The stretch of abandoned Wey & Arun Canal was purchased thanks to the generosity of an overseas member and restoration work began back in 2019, removing a causeway, fencing off the adjacent farmland and creating an access track, along with tackling fallen trees and overgrown vegetation.
Regular volunteers and visiting working parties joined forces to construct the first of two lift bridges planned for the area and put in phenomenal effort to complete the bridge abutments in just 12 months.
Volunteers have now constructed a temporary deck for the bridge to allow access to the walk, which is flanked by the Downs Link path above and Cranleigh Waters in the valley below. The temporary deck will be replaced in due course; the trust is working with the council to get a design approved in principle for lifting bridges, which will be used for the existing bridge and a second Birtley bridge for which planning permission has been granted.
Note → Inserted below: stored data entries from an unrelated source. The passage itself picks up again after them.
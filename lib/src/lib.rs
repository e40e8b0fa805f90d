//! A toolkit for assembling WordPress imports of Elementor sites.
//!
//! # Overview
//!
//! A site is described in YAML, TOML or JSON as a list of pages, each a list
//! of typed sections (`hero`, `services`, `team` and so on). `wxrkit` turns
//! that description into a WordPress eXtended RSS document whose pages carry
//! their Elementor layout in the `_elementor_data` post meta:
//!
//! ```text
//!   site.yaml ──► SiteConfig ──► Generator ──► Build ──► wxr::write ──► site.xml
//!                                   │  ▲
//!               section builders ◄──┘  └── Library (existing Elementor export)
//! ```
//!
//! Section builders prefer to reuse a matching section from a template
//! [`Library`](elementor::Library), so the output keeps the theme's styling;
//! only content settings are overwritten. Without a template the section is
//! built from scratch with default Cholot widget settings.
//!
//! The pieces are usable on their own:
//!
//!   * [`elementor`] models the page tree, hands out element ids, indexes
//!     template libraries and checks trees for structural mistakes.
//!   * [`sections`] builds one Elementor section per section description.
//!   * [`templating`] renders `{{ .. }}` placeholders in built trees.
//!   * [`wxr`] writes and reads WXR documents.
//!   * [`site`] ties it all together.

#[macro_use]
pub mod error;
pub mod util;
pub mod format;
pub mod elementor;
pub mod sections;
pub mod templating;
pub mod wxr;
pub mod site;

pub use serde_json;
pub use rayon;
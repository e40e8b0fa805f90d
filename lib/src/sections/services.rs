use serde::{Deserialize, Serialize};

use crate::elementor::{Element, Role, Settings};
use crate::error::Result;
use crate::sections::{fill_text, fill_title, fit_row, icon_value, link_value, paragraphs, Builder, Context};
use crate::settings;

const CARDS_PER_ROW: usize = 3;

/// A grid of service cards, one `cholot-texticon` each.
#[derive(Debug, Clone, PartialEq, Serialize, Deserialize)]
pub struct Services {
    #[serde(default)]
    pub title: String,
    #[serde(default)]
    pub subtitle: String,
    pub items: Vec<Service>,
    #[serde(default)]
    pub style: Settings,
}

#[derive(Debug, Clone, PartialEq, Serialize, Deserialize)]
pub struct Service {
    pub title: String,
    #[serde(default)]
    pub text: String,
    #[serde(default = "Service::default_icon")]
    pub icon: String,
    #[serde(default)]
    pub link: Option<String>,
}

impl Service {
    fn default_icon() -> String {
        "fas fa-check".into()
    }

    fn content(&self) -> Settings {
        let mut content = settings! {
            "title": self.title,
            "text": paragraphs(&self.text),
            "selected_icon": icon_value(&self.icon),
        };

        if let Some(url) = &self.link {
            content.insert("link".into(), link_value(url, false));
        }

        content
    }
}

impl Builder for Services {
    const ROLE: Option<Role> = Some(Role::Services);

    fn from_scratch(&self, ctx: &mut Context<'_>) -> Element {
        let mut widgets = vec![];
        if !self.title.is_empty() {
            widgets.push(ctx.heading(&self.title, "h2"));
        }

        if !self.subtitle.is_empty() {
            widgets.push(ctx.text_editor(&self.subtitle));
        }

        let cards = self.items.iter()
            .map(|item| {
                let mut settings = item.content();
                settings.insert("icon_color".into(), "#b68c2f".into());
                ctx.widget("cholot-texticon", settings)
            })
            .collect();

        widgets.extend(ctx.card_rows(cards, CARDS_PER_ROW));
        let column = ctx.column(100, widgets);
        ctx.section(settings! {
            "gap": "extended",
            "padding": { "unit": "px", "top": "90", "right": "0", "bottom": "90", "left": "0", "isLinked": false },
        }, vec![column])
    }

    fn fill(&self, section: &mut Element, ctx: &mut Context<'_>) -> Result<()> {
        fill_title(section, &self.title)?;
        fill_text(section, &self.subtitle)?;

        fit_row(section, "cholot-texticon", self.items.len(), ctx.ids)?;
        for (widget, item) in section.widgets_mut("cholot-texticon").into_iter().zip(&self.items) {
            let mut content = item.content();
            content.entry("link").or_insert_with(|| link_value("", false));
            widget.merge(content);
        }

        Ok(())
    }
}

#[cfg(test)]
mod tests {
    use super::*;
    use crate::elementor::Library;
    use crate::sections::test_support::{widget_settings, Fixture};
    use crate::sections::{build_section, SectionSpec};

    fn services(n: usize) -> Services {
        let names = ["Asbestsanierung", "PCB-Sanierung", "KMF-Sanierung", "Schimmelsanierung", "Rückbau"];
        Services {
            title: "Leistungen".into(),
            subtitle: String::new(),
            items: names[..n].iter().map(|name| Service {
                title: name.to_string(),
                text: format!("{name} nach TRGS 519."),
                icon: "fas fa-shield-alt".into(),
                link: None,
            }).collect(),
            style: Settings::new(),
        }
    }

    #[test]
    fn from_scratch_lays_out_rows_of_three() {
        let mut fixture = Fixture::new(Library::new());
        let section = build_section(&SectionSpec::Services(services(5)), &mut fixture.ctx());
        let cards = widget_settings(&section, "cholot-texticon");
        assert_eq!(cards.len(), 5);
        assert_eq!(cards[3]["title"], "Schimmelsanierung");
        assert_eq!(cards[0]["selected_icon"]["library"], "fa-solid");

        let column = &section.children()[0];
        assert_eq!(column.children().len(), 3);
        assert!(crate::elementor::check(std::slice::from_ref(&section)).is_clean());
    }

    #[test]
    fn fills_template_with_more_items_than_it_has() {
        let card = |id: &str| Element::column(id, 50, vec![
            Element::widget(format!("{id}w"), "cholot-texticon", settings! {
                "title": "Alt", "icon_color": "#123456",
            }),
        ]);

        let template = Element::section("t", settings! {}, vec![card("a"), card("b")]);
        let mut fixture = Fixture::new(Library::from_sections([template]));
        let untitled = Services { title: String::new(), ..services(4) };
        let section = build_section(&SectionSpec::Services(untitled), &mut fixture.ctx());

        let cards = widget_settings(&section, "cholot-texticon");
        let titles: Vec<_> = cards.iter().map(|c| c["title"].as_str().unwrap()).collect();
        assert_eq!(titles, ["Asbestsanierung", "PCB-Sanierung", "KMF-Sanierung", "Schimmelsanierung"]);
        assert!(cards.iter().all(|c| c["icon_color"] == "#123456"));
        assert_eq!(section.children()[0].column_size(), Some(25.0));
        assert!(crate::elementor::check(std::slice::from_ref(&section)).is_clean());
    }

    #[test]
    fn template_without_a_title_widget_falls_back() {
        let card = |id: &str| Element::column(id, 33, vec![
            Element::widget(format!("{id}w"), "cholot-texticon", settings! { "title": "Alt" }),
        ]);

        let template = Element::section("t", settings! {}, vec![card("a"), card("b"), card("c")]);
        let mut fixture = Fixture::new(Library::from_sections([template]));
        let spec = Services { subtitle: "Alles aus einer Hand.".into(), ..services(3) };
        let section = build_section(&SectionSpec::Services(spec), &mut fixture.ctx());

        assert_eq!(widget_settings(&section, "cholot-title")[0]["title"], "Leistungen");
        assert_eq!(widget_settings(&section, "text-editor")[0]["editor"], "<p>Alles aus einer Hand.</p>");
        assert_eq!(widget_settings(&section, "cholot-texticon").len(), 3);
    }

    #[test]
    fn stock_links_are_cleared() {
        let template = Element::section("t", settings! {}, vec![
            Element::column("c", 100, vec![
                Element::widget("h", "cholot-title", settings! { "title": "Alt" }),
                Element::widget("e", "text-editor", settings! { "editor": "Lorem ipsum" }),
                Element::inner_section("r", settings! {}, vec![
                    Element::column("a", 50, vec![
                        Element::widget("aw", "cholot-texticon", settings! { "link": { "url": "/demo/" } }),
                    ]),
                ]),
            ]),
        ]);

        let mut fixture = Fixture::new(Library::from_sections([template]));
        let section = build_section(&SectionSpec::Services(services(2)), &mut fixture.ctx());
        assert!(!section.contains_widget("text-editor"));
        assert!(widget_settings(&section, "cholot-texticon").iter().all(|c| c["link"]["url"] == ""));
    }
}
An application has also been submitted to develop the canal south of the new bridge. Some 450m of new canal channel will be created here, along with reinstatement of 530m of existing canal channel. The project includes construction of a brick-faced bridleway overbridge and lock.
Elsewhere on the northern section, the canal trust is awaiting the decision on an application that would begin to re-establish the link between the canal and the national waterway system. The plans would create 1km of new canal from the Wey Navigation by the A281 bridge to a point adjacent to the historic aqueduct on Gosden Meadow by Tannery Lane, with the construction of a new lock and bridges.